Manfred Kern Die Preisrede
Manfred Kern ist einer der wenigen fränkischen Autoren, die in Mundart und auf Hochdeutsch schreiben. "Die Preisrede" dreht sich um seine Kindheit in Wettringen. Weitere Buchtipps sind "Todesströmung" und "Da haben wir den Salat".
Das kleine Dorf Wettringen bei Schillingsfürst, nahe der Landesgrenze zu Baden-Württemberg, war schon mehrfach Schauplatz der Geschichten und Gedichte von Manfred Kern. Dort wuchs der 1956 geborene Autor auf einem Bauernhof auf.
"Das ist meine Inspirationsquelle und auch mein Problemfeld. Das ist der Ort meiner Familie, meiner Herkunft. Seit Generationen sind beide Elternteile aus dem Dorf und mit der Mundart des Dorfes bin ich aufgewachsen. Ich habe praktisch die ersten fünf Jahre meines Lebens kaum andere Töne gehört, außer aus dem Radio vielleicht. Fernseher hat es damals noch nicht gegeben. Insofern ist es einerseits auch so etwas wie mein Paradies gewesen und gleichzeitig auch der Ort, der sich immer mehr zur Hölle entwickelt hat. Insofern konnte ich dem Dorf nicht entkommen, auch literarisch nicht."
Manfred Kern
Wettringen ist auch in Manfred Kerns neuem Roman "Die Preisrede" der Schauplatz. Ein älterer Schriftsteller erhält einen Literaturpreis für sein Gesamtwerk und spricht in seiner Dankesrede über das eine Buch, das er nie vollendet hat, aber immer schreiben wollte. Das Opus Magnum seiner Herkunft und seines Schmerzes. Doch indem er in seiner Rede davon erzählt entsteht dieses Buch endlich.
Bekenntnis zur Mundart
Der Grundschüler Max ist aufsässig und rebellisch.

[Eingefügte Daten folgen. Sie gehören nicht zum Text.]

//! Feature matrices and z-score standardization.

/// Number of features every analysis uses.
pub const FEATURES: usize = 4;

/// One observation.
pub type Row = [f64; FEATURES];

/// Column means and population standard deviations.
#[derive(Debug, Clone, Copy, PartialEq)]
pub struct Scaler {
    pub mean: Row,
    pub std: Row,
}

impl Scaler {
    /// Fits the scaler to a matrix. An empty matrix yields zero means and
    /// unit deviations.
    #[must_use]
    pub fn fit(rows: &[Row]) -> Self {
        let mut mean = [0.0; FEATURES];
        let mut std = [1.0; FEATURES];
        if rows.is_empty() {
            return Self { mean, std };
        }

        #[allow(clippy::cast_precision_loss)]
        let n = rows.len() as f64;

        for (f, m) in mean.iter_mut().enumerate() {
            *m = rows.iter().map(|r| r[f]).sum::<f64>() / n;
        }
        for (f, s) in std.iter_mut().enumerate() {
            let var = rows.iter().map(|r| (r[f] - mean[f]).powi(2)).sum::<f64>() / n;
            *s = var.sqrt();
        }

        Self { mean, std }
    }

    /// Z-scores of one row. Constant columns map to zero.
    #[must_use]
    pub fn transform(&self, row: &Row) -> Row {
        let mut out = [0.0; FEATURES];
        for f in 0..FEATURES {
            out[f] = if self.std[f] > 0.0 {
                (row[f] - self.mean[f]) / self.std[f]
            } else {
                0.0
            };
        }
        out
    }
}

/// Standardizes every column to zero mean and unit variance.
#[must_use]
pub fn standardize(rows: &[Row]) -> Vec<Row> {
    let scaler = Scaler::fit(rows);
    rows.iter().map(|r| scaler.transform(r)).collect()
}

/// Median of a slice; zero when empty.
#[must_use]
pub fn median(values: &[f64]) -> f64 {
    if values.is_empty() {
        return 0.0;
    }
    let mut sorted = values.to_vec();
    sorted.sort_by(f64::total_cmp);
    let mid = sorted.len() / 2;
    if sorted.len() % 2 == 0 {
        f64::midpoint(sorted[mid - 1], sorted[mid])
    } else {
        sorted[mid]
    }
}
#![cfg_attr(feature = "fail-on-warnings", deny(warnings))]
#![warn(clippy::all, clippy::pedantic, clippy::nursery, clippy::cargo)]
#![allow(clippy::multiple_crate_versions, clippy::cargo_common_metadata)]

//! Terminal plumbing for the `zone_safety` binary.
//!
//! [`IndicatifProgress`] renders a [`ProgressCallback`] as an `indicatif`
//! bar, and [`init_logger`] routes `log` output through the same
//! [`MultiProgress`] so log lines print above the bars instead of
//! tearing them.

use std::sync::Arc;
use std::time::Duration;

use indicatif::{ProgressBar, ProgressStyle};
use log::LevelFilter;
use zone_safety_source::progress::ProgressCallback;

pub use indicatif::MultiProgress;

/// What a bar counts. Selects the spinner shown before the total is
/// known and the bar shown after.
#[derive(Debug, Clone, Copy, PartialEq, Eq)]
pub enum BarKind {
    /// Incident records pulled from a feed.
    Records,
    /// Zones scored by a run.
    Zones,
}

impl BarKind {
    const fn spinner_template(self) -> &'static str {
        match self {
            Self::Records => "{spinner:.cyan} {msg} {pos} records",
            Self::Zones => "{spinner:.green} {msg}",
        }
    }

    const fn bar_template(self) -> &'static str {
        match self {
            Self::Records => "  {msg} {wide_bar:.cyan/dim} {pos}/{len} {percent}% [{eta}]",
            Self::Zones => "{msg} {wide_bar:.green/dim} {pos}/{len} zones [{elapsed_precise}]",
        }
    }

    fn spinner_style(self) -> ProgressStyle {
        ProgressStyle::with_template(self.spinner_template())
            .unwrap_or_else(|_| ProgressStyle::default_spinner())
    }

    fn bar_style(self) -> ProgressStyle {
        ProgressStyle::with_template(self.bar_template())
            .unwrap_or_else(|_| ProgressStyle::default_bar())
            .progress_chars("##-")
    }
}

/// A [`ProgressCallback`] drawn as an `indicatif` bar.
///
/// Starts as a spinner and switches to a bar on the first
/// [`ProgressCallback::set_total`].
pub struct IndicatifProgress {
    bar: ProgressBar,
    kind: BarKind,
}

impl IndicatifProgress {
    /// Adds a bar of the given kind to `multi`.
    #[must_use]
    pub fn new(multi: &MultiProgress, kind: BarKind, message: &str) -> Self {
        let bar = multi.add(ProgressBar::new_spinner());
        bar.enable_steady_tick(Duration::from_millis(100));
        bar.set_style(kind.spinner_style());
        bar.set_message(message.to_string());
        Self { bar, kind }
    }

    /// Bar for fetched incident records.
    #[must_use]
    pub fn records_bar(multi: &MultiProgress, message: &str) -> Arc<dyn ProgressCallback> {
        Arc::new(Self::new(multi, BarKind::Records, message))
    }

    /// Bar for per-zone scoring.
    #[must_use]
    pub fn zones_bar(multi: &MultiProgress, message: &str) -> Arc<dyn ProgressCallback> {
        Arc::new(Self::new(multi, BarKind::Zones, message))
    }
}

impl ProgressCallback for IndicatifProgress {
    fn set_total(&self, total: u64) {
        self.bar.set_length(total);
        self.bar.set_position(0);
        self.bar.set_style(self.kind.bar_style());
    }

    fn inc(&self, delta: u64) {
        self.bar.inc(delta);
    }

    fn set_message(&self, msg: String) {
        self.bar.set_message(msg);
    }

    fn finish(&self, msg: String) {
        self.bar.finish_with_message(msg);
    }
}

/// Installs the global logger behind `indicatif-log-bridge`.
///
/// Logs at `info` unless `RUST_LOG` says otherwise. Returns the
/// [`MultiProgress`] every bar must be added to.
#[must_use]
pub fn init_logger() -> MultiProgress {
    let multi = MultiProgress::new();

    let logger = pretty_env_logger::formatted_builder()
        .filter_level(LevelFilter::Info)
        .parse_env("RUST_LOG")
        .build();
    let level = logger.filter();

    if indicatif_log_bridge::LogWrapper::new(multi.clone(), logger)
        .try_init()
        .is_ok()
    {
        log::set_max_level(level);
    }

    multi
}

#[cfg(test)]
mod tests {
    use super::*;

    #[test]
    fn templates_parse() {
        for kind in [BarKind::Records, BarKind::Zones] {
            assert!(ProgressStyle::with_template(kind.spinner_template()).is_ok());
            assert!(ProgressStyle::with_template(kind.bar_template()).is_ok());
        }
    }

    #[test]
    fn switches_to_bar_once_total_is_known() {
        let multi = MultiProgress::with_draw_target(indicatif::ProgressDrawTarget::hidden());
        let progress = IndicatifProgress::new(&multi, BarKind::Zones, "scoring");
        progress.set_total(4);
        progress.inc(3);
        assert_eq!(progress.bar.length(), Some(4));
        assert_eq!(progress.bar.position(), 3);
        progress.finish("done".to_string());
        assert!(progress.bar.is_finished());
    }
}
//! Table definitions, created on open.

use duckdb::Connection;

use crate::DbError;

/// Creates every table that does not exist yet.
///
/// # Errors
///
/// Returns [`DbError`] if a statement fails.
pub fn create_schema(conn: &Connection) -> Result<(), DbError> {
    conn.execute_batch(
        "CREATE TABLE IF NOT EXISTS incidents (
            occurred_at TIMESTAMP NOT NULL,
            longitude DOUBLE NOT NULL,
            latitude DOUBLE NOT NULL,
            category TEXT NOT NULL,
            subcategory TEXT NOT NULL,
            zone_hint TEXT,
            source TEXT NOT NULL,
            PRIMARY KEY (occurred_at, longitude, latitude)
        );

        CREATE TABLE IF NOT EXISTS zones (
            code TEXT PRIMARY KEY,
            kind TEXT NOT NULL,
            name TEXT NOT NULL,
            parent_code TEXT,
            area_km2 DOUBLE NOT NULL,
            boundary_geojson TEXT,
            centroid_lng DOUBLE,
            centroid_lat DOUBLE
        );

        CREATE TABLE IF NOT EXISTS infrastructure (
            kind TEXT NOT NULL,
            id TEXT NOT NULL,
            zone_code TEXT,
            payload TEXT NOT NULL,
            PRIMARY KEY (kind, id)
        );

        CREATE TABLE IF NOT EXISTS zone_safety_scores (
            zone_code TEXT NOT NULL,
            calculation_date DATE NOT NULL,
            zone_name TEXT NOT NULL,
            zone_kind TEXT NOT NULL,
            safety_score DOUBLE NOT NULL,
            risk_tier TEXT NOT NULL,
            thefts_7d BIGINT NOT NULL,
            thefts_30d BIGINT NOT NULL,
            thefts_90d BIGINT NOT NULL,
            incident_density DOUBLE NOT NULL,
            lane_coverage_km DOUBLE NOT NULL,
            lane_density DOUBLE NOT NULL,
            parking_spots BIGINT NOT NULL,
            parking_density DOUBLE NOT NULL,
            trend_direction TEXT NOT NULL,
            trend_percentage DOUBLE NOT NULL,
            recommendations TEXT NOT NULL,
            job_id TEXT,
            PRIMARY KEY (zone_code, calculation_date)
        );

        CREATE TABLE IF NOT EXISTS etl_jobs (
            id TEXT PRIMARY KEY,
            mode TEXT NOT NULL,
            status TEXT NOT NULL,
            as_of DATE NOT NULL,
            created_at TIMESTAMP NOT NULL,
            started_at TIMESTAMP,
            finished_at TIMESTAMP,
            records_processed BIGINT NOT NULL,
            zones_total BIGINT NOT NULL,
            zones_completed BIGINT NOT NULL,
            error TEXT,
            metadata TEXT NOT NULL
        );",
    )?;

    Ok(())
}
//! Assignment store contract and in-memory implementation.
//!
//! # Responsibility
//! - Provide keyed CRUD over assignment records.
//! - Issue identifiers and answer course/status/date/overdue queries.
//! - Apply the canonical due-date ordering.
//!
//! # Invariants
//! - Identifiers start at 1, increase monotonically and are never reused
//!   until `clear()`. Generation fails rather than wrapping once `u64::MAX`
//!   has been issued or supplied.
//! - Each read observes one consistent snapshot of live records.
//! - Due-date ordering is ascending with undated records last; ties keep
//!   ascending id order.
//! - `update_assignment` never creates a record; `save` always does.

use crate::model::assignment::{now_epoch_ms, Assignment, AssignmentId};
use log::{debug, warn};
use parking_lot::RwLock;
use std::cmp::Ordering;
use std::collections::BTreeMap;
use std::error::Error;
use std::fmt::{Display, Formatter};
use std::sync::atomic::{AtomicU64, Ordering as AtomicOrdering};

/// Counter value meaning "nothing issued yet"; the first issued id is 1.
const NO_ASSIGNMENT_ISSUED: AssignmentId = 0;

/// Store-layer result type.
pub type StoreResult<T> = Result<T, StoreError>;

/// Store-layer error for write operations.
#[derive(Debug, Clone, PartialEq, Eq)]
pub enum StoreError {
    /// Every identifier up to `u64::MAX` has been issued or claimed.
    IdSpaceExhausted,
}

impl Display for StoreError {
    fn fmt(&self, f: &mut Formatter<'_>) -> std::fmt::Result {
        match self {
            Self::IdSpaceExhausted => write!(f, "assignment id space exhausted"),
        }
    }
}

impl Error for StoreError {}

/// Query options for combined assignment filtering.
///
/// `None` and empty strings leave that dimension unconstrained.
#[derive(Debug, Clone, Default, PartialEq, Eq)]
pub struct AssignmentFilter {
    /// Exact course match.
    pub course: Option<String>,
    /// Exact, case-sensitive status match.
    pub status: Option<String>,
    /// Inclusive lower due-date bound in epoch milliseconds.
    pub due_from: Option<i64>,
    /// Inclusive upper due-date bound in epoch milliseconds.
    pub due_until: Option<i64>,
}

impl AssignmentFilter {
    /// Returns whether `record` satisfies every provided predicate.
    ///
    /// With any date bound present, undated records never match.
    pub fn matches(&self, record: &Assignment) -> bool {
        if let Some(course) = non_empty(self.course.as_deref()) {
            if record.course.as_deref() != Some(course) {
                return false;
            }
        }
        if let Some(status) = non_empty(self.status.as_deref()) {
            if record.status != status {
                return false;
            }
        }
        if self.due_from.is_none() && self.due_until.is_none() {
            return true;
        }
        let Some(due) = record.due_date else {
            return false;
        };
        self.due_from.map_or(true, |start| due >= start)
            && self.due_until.map_or(true, |end| due <= end)
    }
}

fn non_empty(value: Option<&str>) -> Option<&str> {
    value.filter(|value| !value.is_empty())
}

/// Keyed storage contract for assignment records.
///
/// Implementations must be safe for concurrent use through `&self` and
/// must never hand out the same identifier twice.
pub trait AssignmentStore: Send + Sync {
    /// Inserts or replaces `record`, assigning an id when absent.
    ///
    /// Fails with [`StoreError::IdSpaceExhausted`] instead of issuing an id
    /// that is already taken; nothing is written in that case.
    fn save(&self, record: Assignment) -> StoreResult<Assignment>;
    fn find_by_id(&self, id: AssignmentId) -> Option<Assignment>;
    /// All live records, ascending id order.
    fn find_all(&self) -> Vec<Assignment>;
    fn find_by_course(&self, course: &str) -> Vec<Assignment>;
    fn find_by_status(&self, status: &str) -> Vec<Assignment>;
    /// Inclusive on both ends; undated records are excluded.
    fn find_by_due_date_range(&self, start_ms: i64, end_ms: i64) -> Vec<Assignment>;
    /// Dated, due strictly before `now_ms`, and not `completed`.
    fn find_overdue(&self, now_ms: i64) -> Vec<Assignment>;
    fn find_all_sorted_by_due_date(&self) -> Vec<Assignment>;
    /// Conjunction of `filter` predicates in due-date order.
    fn find_with_filters(&self, filter: &AssignmentFilter) -> Vec<Assignment>;
    /// Replaces an existing record; returns `None` without writing when the
    /// id is absent or unknown.
    fn update_assignment(&self, record: Assignment) -> Option<Assignment>;
    fn delete(&self, id: AssignmentId) -> bool;
    /// Drops every record and restarts identifiers at 1.
    fn clear(&self);
    fn count(&self) -> usize;
}

/// Thread-safe in-memory assignment store.
///
/// Records live for the process lifetime only. Returned records are owned
/// copies; changes reach the store only through `save` or
/// `update_assignment`.
#[derive(Debug)]
pub struct InMemoryAssignmentStore {
    records: RwLock<BTreeMap<AssignmentId, Assignment>>,
    /// Highest id issued or supplied so far.
    last_id: AtomicU64,
}

impl InMemoryAssignmentStore {
    /// Creates an empty store whose first issued id is 1.
    pub fn new() -> Self {
        Self {
            records: RwLock::new(BTreeMap::new()),
            last_id: AtomicU64::new(NO_ASSIGNMENT_ISSUED),
        }
    }

    fn issue_id(&self) -> StoreResult<AssignmentId> {
        self.last_id
            .fetch_update(AtomicOrdering::SeqCst, AtomicOrdering::SeqCst, |last| {
                last.checked_add(1)
            })
            .map(|previous| previous + 1)
            .map_err(|_| StoreError::IdSpaceExhausted)
    }

    fn select(&self, predicate: impl Fn(&Assignment) -> bool) -> Vec<Assignment> {
        self.records
            .read()
            .values()
            .filter(|record| predicate(*record))
            .cloned()
            .collect()
    }
}

impl Default for InMemoryAssignmentStore {
    fn default() -> Self {
        Self::new()
    }
}

impl AssignmentStore for InMemoryAssignmentStore {
    fn save(&self, mut record: Assignment) -> StoreResult<Assignment> {
        let now = now_epoch_ms();
        let mut records = self.records.write();
        let id = match record.id() {
            Some(id) => {
                if let Some(existing) = records.get(&id) {
                    record.created_at = existing.created_at;
                }
                // Caller-chosen ids must never be issued again.
                self.last_id.fetch_max(id, AtomicOrdering::SeqCst);
                id
            }
            None => {
                let id = match self.issue_id() {
                    Ok(id) => id,
                    Err(err) => {
                        warn!("event=assignment_save module=store status=error error={err}");
                        return Err(err);
                    }
                };
                record.assign_id(id);
                record.created_at = now;
                id
            }
        };
        record.updated_at = now.max(record.created_at);
        records.insert(id, record.clone());
        drop(records);

        debug!("event=assignment_save module=store status=ok id={id}");
        Ok(record)
    }

    fn find_by_id(&self, id: AssignmentId) -> Option<Assignment> {
        self.records.read().get(&id).cloned()
    }

    fn find_all(&self) -> Vec<Assignment> {
        self.records.read().values().cloned().collect()
    }

    fn find_by_course(&self, course: &str) -> Vec<Assignment> {
        self.select(|record| record.course.as_deref() == Some(course))
    }

    fn find_by_status(&self, status: &str) -> Vec<Assignment> {
        self.select(|record| record.status == status)
    }

    fn find_by_due_date_range(&self, start_ms: i64, end_ms: i64) -> Vec<Assignment> {
        self.select(|record| record.is_due_between(start_ms, end_ms))
    }

    fn find_overdue(&self, now_ms: i64) -> Vec<Assignment> {
        self.select(|record| record.is_overdue(now_ms))
    }

    fn find_all_sorted_by_due_date(&self) -> Vec<Assignment> {
        let mut records = self.find_all();
        sort_by_due_date(&mut records);
        records
    }

    fn find_with_filters(&self, filter: &AssignmentFilter) -> Vec<Assignment> {
        let mut records = self.select(|record| filter.matches(record));
        sort_by_due_date(&mut records);
        records
    }

    fn update_assignment(&self, mut record: Assignment) -> Option<Assignment> {
        let id = record.id()?;
        let mut records = self.records.write();
        let slot = records.get_mut(&id)?;
        record.created_at = slot.created_at;
        record.updated_at = now_epoch_ms().max(record.created_at);
        *slot = record.clone();
        drop(records);

        debug!("event=assignment_update module=store status=ok id={id}");
        Some(record)
    }

    fn delete(&self, id: AssignmentId) -> bool {
        let removed = self.records.write().remove(&id).is_some();
        debug!("event=assignment_delete module=store status=ok id={id} removed={removed}");
        removed
    }

    fn clear(&self) {
        let mut records = self.records.write();
        records.clear();
        self.last_id
            .store(NO_ASSIGNMENT_ISSUED, AtomicOrdering::SeqCst);
        drop(records);

        debug!("event=assignment_clear module=store status=ok");
    }

    fn count(&self) -> usize {
        self.records.read().len()
    }
}

/// Sorts ascending by due date with undated records last.
///
/// The sort is stable, so equal keys keep their incoming order.
pub fn sort_by_due_date(records: &mut [Assignment]) {
    records.sort_by(|left, right| compare_due_dates(left.due_date, right.due_date));
}

fn compare_due_dates(left: Option<i64>, right: Option<i64>) -> Ordering {
    match (left, right) {
        (Some(left), Some(right)) => left.cmp(&right),
        (Some(_), None) => Ordering::Less,
        (None, Some(_)) => Ordering::Greater,
        (None, None) => Ordering::Equal,
    }
}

Als die Dorfschullehrerin von den Kindern verlangt, in der Schule nur noch Hochdeutsch zu sprechen, weigert sich Max beharrlich. Es kommt ihm, ohne dass er es ausdrücken könnte, wie ein Verrat an allem vor, was ihn ausmacht.
"Nicht ICH weigerte mich scheinbar. ES, irgendetwas weigerte und sträubte sich mit Haut und Haar dagegen. Wenn ich heute daran denke, bohrt sich immer noch eine Faust in meinen Magen und will sich durch mich hindurch fressen; alles in mir empört sich, vielleicht nicht alles, aber dieses ES empört sich; es empört sich schon gegen die Gestalt der Lehrerin, wie sie diese Maßnahme ankündigt, eines Tages im Klassenzimmer."
Aus 'Die Preisrede'
Es ist die Zeit der frühen 60er-Jahre, als die Dorf-Autoritäten noch absolute Macht besitzen und diese mit Gewalt durchsetzen. Wer in der Schule nicht spurt, wird mit dem Rohrstock geschlagen. Der Pfarrer züchtigt die Kinder, die nicht gehorchten, ebenfalls. Und Max' dominanter Vater hat eine geradezu sadistische Freude an körperlicher Züchtigung.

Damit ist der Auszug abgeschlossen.